Ever since I was a little girl, I dreamed of moving to West Dundee. We had a horse nearby and I was friends with the stable owner’s daughter who lived right smack in the center of downtown, facing Grafelman Park. I remember hot summers at the playground there, back when it was called Tower Park. I recall a slide, a water tower, and dragging my feet through gravel to stop the swing. That swing just felt like home.
Years later, I’d cover board meetings as a reporter for the Chicago Tribune. Every Monday night for four years, I’d drive to the old West Dundee village hall building with its creaky wooden stairs and listen to how the people in this small town ran it. No vehicle stickers? No garbage fees? Protecting open space? I loved it all the more.
Sometimes, I’d get to the meeting early, and drive around looking at the historic houses. The neighborhood that appealed to me most was Old Town. Every Monday night, I’d drive home from the meeting but I’d get this odd feeling that I was going the opposite direction of home. That all made sense when I moved here thirteen and a half years ago. I now live in Old Town.
I have an old house on a quiet, dead-end street near a gorgeous park with a gazebo. From my second story porch, I have a view of families canoeing and small fishing boats motoring by. Every morning I can watch the sun reach its rays over 100-year-old trees and reflect off the Fox River’s peaceful flow. But what makes this house special is the family who lives (or lived) next door to me, a family that just moved away yesterday.
The Ottingers made it clear they were going to take care of us even before we met them. We arrived in late November. I remember trudging through leaves to get to the front door. I made a mental note to sweep once I got some cleaning done, but when I went out to do that, Nancy Ottinger had already taken care of it.
Over the years, Jack Ottinger has fixed countless things for us, helped us install a screen door, loaned us tools, gave us advice, and filled our bike tires with air in the springtime. We’ve enjoyed wine coolers on their deck where they have a wooden swing. I mentioned that I loved the swing, and from then on, I had “swinging rights.” Whenever they were away on vacation, I’d take advantage of that.
Nancy was a combination of night watchman and mother hen. She’d call us to let us know that we left our garage door open, alert us about a nearby skunk, or any other potential harm on our street. She’d give us eggs, lettuce, butter, whatever you needed in a pinch. She mowed our lawn three times when my husband had shoulder surgery.
When they started packing, I was the recipient of many items because the Ottingers are givers. We have some of their furniture, vases, food and firewood. They won’t take money for things and I’ve learned to stop offering because they find it offensive.
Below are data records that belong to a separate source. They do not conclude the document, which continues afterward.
//! Windowed per-robot telemetry.
//!
//! [`TelemetryObserver`] samples every robot after each tick into
//! fixed-capacity ring buffers and periodically reduces each window to
//! min / average / max / max-delta. Max-delta is the largest absolute
//! difference between two consecutive samples inside the window.
//!
//! Reports are logged through `tracing` and kept in a shared sink; nothing
//! is published over the network.
//!
//! # Example
//!
//! ```
//! use robobattle_core::telemetry::RingBuffer;
//!
//! let mut buffer = RingBuffer::new(3);
//! for value in [1.0, 4.0, 2.0, 8.0] {
//!     buffer.push(value);
//! }
//!
//! let stats = buffer.stats().unwrap();
//! assert_eq!(stats.min, 2.0);
//! assert_eq!(stats.max, 8.0);
//! assert_eq!(stats.max_delta, 6.0);
//! ```

use std::collections::VecDeque;
use std::sync::{Arc, Mutex, PoisonError};

use serde::{Deserialize, Serialize};
use tracing::info;

use crate::entity::RobotState;
use crate::observer::BattleObserver;
use crate::snapshot::{RobotSnapshot, TurnSnapshot};

// =============================================================================
// Ring Buffer
// =============================================================================

/// Summary of one window of samples.
#[derive(Debug, Clone, Copy, PartialEq, Serialize, Deserialize)]
pub struct WindowStats {
    /// Smallest sample
    pub min: f64,
    /// Mean of the samples
    pub average: f64,
    /// Largest sample
    pub max: f64,
    /// Largest absolute change between consecutive samples
    pub max_delta: f64,
}

/// Fixed-capacity sample window; the oldest sample is evicted when full.
#[derive(Debug, Clone)]
pub struct RingBuffer {
    samples: VecDeque<f64>,
    capacity: usize,
}

impl RingBuffer {
    /// Creates an empty buffer holding at most `capacity` samples (at least 1).
    #[must_use]
    pub fn new(capacity: usize) -> Self {
        let capacity = capacity.max(1);
        Self {
            samples: VecDeque::with_capacity(capacity),
            capacity,
        }
    }

    /// Adds a sample.
    pub fn push(&mut self, value: f64) {
        if self.samples.len() == self.capacity {
            self.samples.pop_front();
        }
        self.samples.push_back(value);
    }

    /// Samples currently held.
    #[must_use]
    pub fn len(&self) -> usize {
        self.samples.len()
    }

    /// True when no sample is held.
    #[must_use]
    pub fn is_empty(&self) -> bool {
        self.samples.is_empty()
    }

    /// Maximum number of samples.
    #[must_use]
    pub const fn capacity(&self) -> usize {
        self.capacity
    }

    /// Window statistics, `None` when empty.
    #[must_use]
    pub fn stats(&self) -> Option<WindowStats> {
        let first = *self.samples.front()?;
        let mut min = first;
        let mut max = first;
        let mut sum = 0.0;
        let mut max_delta = 0.0_f64;
        let mut previous = first;
        for &value in &self.samples {
            min = min.min(value);
            max = max.max(value);
            sum += value;
            max_delta = max_delta.max((value - previous).abs());
            previous = value;
        }
        #[allow(clippy::cast_precision_loss)]
        let average = sum / self.samples.len() as f64;
        Some(WindowStats {
            min,
            average: average.clamp(min, max),
            max,
            max_delta,
        })
    }
}

// =============================================================================
// Series
// =============================================================================

/// A sampled robot quantity.
#[derive(Debug, Clone, Copy, PartialEq, Eq, PartialOrd, Ord, Hash, Serialize, Deserialize)]
#[serde(rename_all = "snake_case")]
pub enum Series {
    /// Energy
    Energy,
    /// Gun heat
    GunHeat,
    /// Velocity
    Velocity,
    /// X coordinate
    X,
    /// Y coordinate
    Y,
    /// Body heading
    Heading,
    /// Gun heading
    GunHeading,
    /// Radar heading
    RadarHeading,
}

impl Series {
    /// Every series, in report order.
    pub const ALL: [Series; 8] = [
        Series::Energy,
        Series::GunHeat,
        Series::Velocity,
        Series::X,
        Series::Y,
        Series::Heading,
        Series::GunHeading,
        Series::RadarHeading,
    ];

    fn sample(self, robot: &RobotSnapshot) -> f64 {
        match self {
            Series::Energy => robot.energy,
            Series::GunHeat => robot.gun_heat,
            Series::Velocity => robot.velocity,
            Series::X => robot.position.x,
            Series::Y => robot.position.y,
            Series::Heading => robot.heading,
            Series::GunHeading => robot.gun_heading,
            Series::RadarHeading => robot.radar_heading,
        }
    }
}

#[derive(Debug, Clone)]
struct RobotSeries {
    name: String,
    alive: bool,
    buffers: Vec<RingBuffer>,
}

impl RobotSeries {
    fn new(name: String, window: usize) -> Self {
        Self {
            name,
            alive: true,
            buffers: Series::ALL.iter().map(|_| RingBuffer::new(window)).collect(),
        }
    }

    fn record(&mut self, robot: &RobotSnapshot) {
        for (series, buffer) in Series::ALL.iter().zip(&mut self.buffers) {
            buffer.push(series.sample(robot));
        }
    }

    fn report(&self) -> RobotReport {
        RobotReport {
            name: self.name.clone(),
            alive: self.alive,
            series: Series::ALL
                .iter()
                .zip(&self.buffers)
                .filter_map(|(series, buffer)| buffer.stats().map(|stats| (*series, stats)))
                .collect(),
        }
    }
}

// =============================================================================
// Reports
// =============================================================================

/// Why a report was produced.
#[derive(Debug, Clone, PartialEq, Eq, Serialize, Deserialize)]
pub enum ReportKind {
    /// Battle started
    BattleStarted,
    /// Regular interval elapsed
    Periodic,
    /// A robot died this tick
    RobotDied(String),
    /// A round finished
    RoundEnded,
}

/// One robot's windowed statistics.
#[derive(Debug, Clone, PartialEq, Serialize, Deserialize)]
pub struct RobotReport {
    /// Robot name
    pub name: String,
    /// Alive at the time of the report
    pub alive: bool,
    /// Statistics per series, in [`Series::ALL`] order
    pub series: Vec<(Series, WindowStats)>,
}

impl RobotReport {
    /// Statistics of one series.
    #[must_use]
    pub fn get(&self, series: Series) -> Option<&WindowStats> {
        self.series.iter().find(|(s, _)| *s == series).map(|(_, stats)| stats)
    }
}

/// Battle-level turn statistics.
#[derive(Debug, Clone, Copy, PartialEq, Eq, Serialize, Deserialize)]
pub struct TurnStats {
    /// Zero-based round
    pub round: u32,
    /// Tick within the round
    pub time: u64,
    /// Robots in the battle
    pub robots: usize,
    /// Most bullets in flight since the previous report
    pub max_bullets: usize,
    /// Ticks since the previous report
    pub turns_since_last_report: u64,
}

/// A telemetry report.
#[derive(Debug, Clone, PartialEq, Serialize, Deserialize)]
pub struct TelemetryReport {
    /// Trigger
    pub kind: ReportKind,
    /// Turn statistics
    pub turn: TurnStats,
    /// Per-robot statistics
    pub robots: Vec<RobotReport>,
}

/// Shared list of produced reports.
pub type ReportSink = Arc<Mutex<Vec<TelemetryReport>>>;

// =============================================================================
// Observer
// =============================================================================

/// Telemetry settings.
#[derive(Debug, Clone, Copy, PartialEq, Eq, Serialize, Deserialize)]
#[serde(default)]
pub struct TelemetryConfig {
    /// Samples kept per series
    pub window: usize,
    /// Ticks between periodic reports
    pub report_every: u64,
}

impl Default for TelemetryConfig {
    fn default() -> Self {
        Self {
            window: 30,
            report_every: 30,
        }
    }
}

/// Observer producing windowed telemetry reports.
#[derive(Debug)]
pub struct TelemetryObserver {
    config: TelemetryConfig,
    robots: Vec<RobotSeries>,
    round: u32,
    time: u64,
    max_bullets: usize,
    turns_since_report: u64,
    sink: ReportSink,
}

impl TelemetryObserver {
    /// Creates an observer with its own report sink.
    #[must_use]
    pub fn new(config: TelemetryConfig) -> Self {
        Self {
            config,
            robots: Vec::new(),
            round: 0,
            time: 0,
            max_bullets: 0,
            turns_since_report: 0,
            sink: ReportSink::default(),
        }
    }

    /// Handle to the reports produced so far.
    #[must_use]
    pub fn sink(&self) -> ReportSink {
        Arc::clone(&self.sink)
    }

    fn emit(&mut self, kind: ReportKind) {
        let report = TelemetryReport {
            kind,
            turn: TurnStats {
                round: self.round,
                time: self.time,
                robots: self.robots.len(),
                max_bullets: self.max_bullets,
                turns_since_last_report: self.turns_since_report,
            },
            robots: self.robots.iter().map(RobotSeries::report).collect(),
        };
        info!(
            kind = ?report.kind,
            round = report.turn.round,
            time = report.turn.time,
            max_bullets = report.turn.max_bullets,
            turns = report.turn.turns_since_last_report,
            alive = report.robots.iter().filter(|r| r.alive).count(),
            "telemetry report"
        );
        self.max_bullets = 0;
        self.turns_since_report = 0;
        self.sink
            .lock()
            .unwrap_or_else(PoisonError::into_inner)
            .push(report);
    }
}

impl BattleObserver for TelemetryObserver {
    fn on_battle_started(&mut self, _rounds: u32, _robots: usize) {
        self.emit(ReportKind::BattleStarted);
    }

    fn on_round_started(&mut self, round: u32) {
        self.round = round;
        for robot in &mut self.robots {
            robot.alive = true;
        }
    }

    fn on_turn_ended(&mut self, snapshot: &TurnSnapshot) {
        if self.robots.len() != snapshot.robots.len() {
            self.robots = snapshot
                .robots
                .iter()
                .map(|r| RobotSeries::new(r.name.clone(), self.config.window))
                .collect();
        }
        self.time = snapshot.time;
        self.turns_since_report += 1;
        self.max_bullets = self.max_bullets.max(snapshot.bullets.len());

        let mut died = Vec::new();
        for (series, robot) in self.robots.iter_mut().zip(&snapshot.robots) {
            series.record(robot);
            let alive = robot.state == RobotState::Active;
            if series.alive && !alive {
                died.push(robot.name.clone());
            }
            series.alive = alive;
        }
        for name in died {
            self.emit(ReportKind::RobotDied(name));
        }
        if self.turns_since_report >= self.config.report_every.max(1) {
            self.emit(ReportKind::Periodic);
        }
    }

    fn on_round_ended(&mut self, _round: u32, _turns: u64) {
        self.emit(ReportKind::RoundEnded);
    }
}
Yesterday, a young couple moved into a house that was loved and cared for by the Ottingers for over 30 years. It was odd to see these strangers in their house, but change as we know is constant, just like the flow of the Fox River. It is no longer the Ottingers’ house, but as I looked over, I saw Nancy on the deck. She was, no doubt, giving instructions about the house to the new occupants. I didn’t want to interrupt their conversation, but I offered a final wave from my driveway and thought, “That’s just like Nancy to take care of the new owners.”
I’ll miss summer evenings listening to stories about Jack and Nancy when they were in high school, fun times with their friends, old cars, and pranks. As I’d listen, I’d swing on that beautiful wooden swing Jack made. We took a picture of the four of us – Jack, Nancy, my husband Tom and I – in front of the swing the day we said our goodbyes. Something about that swing just felt like home.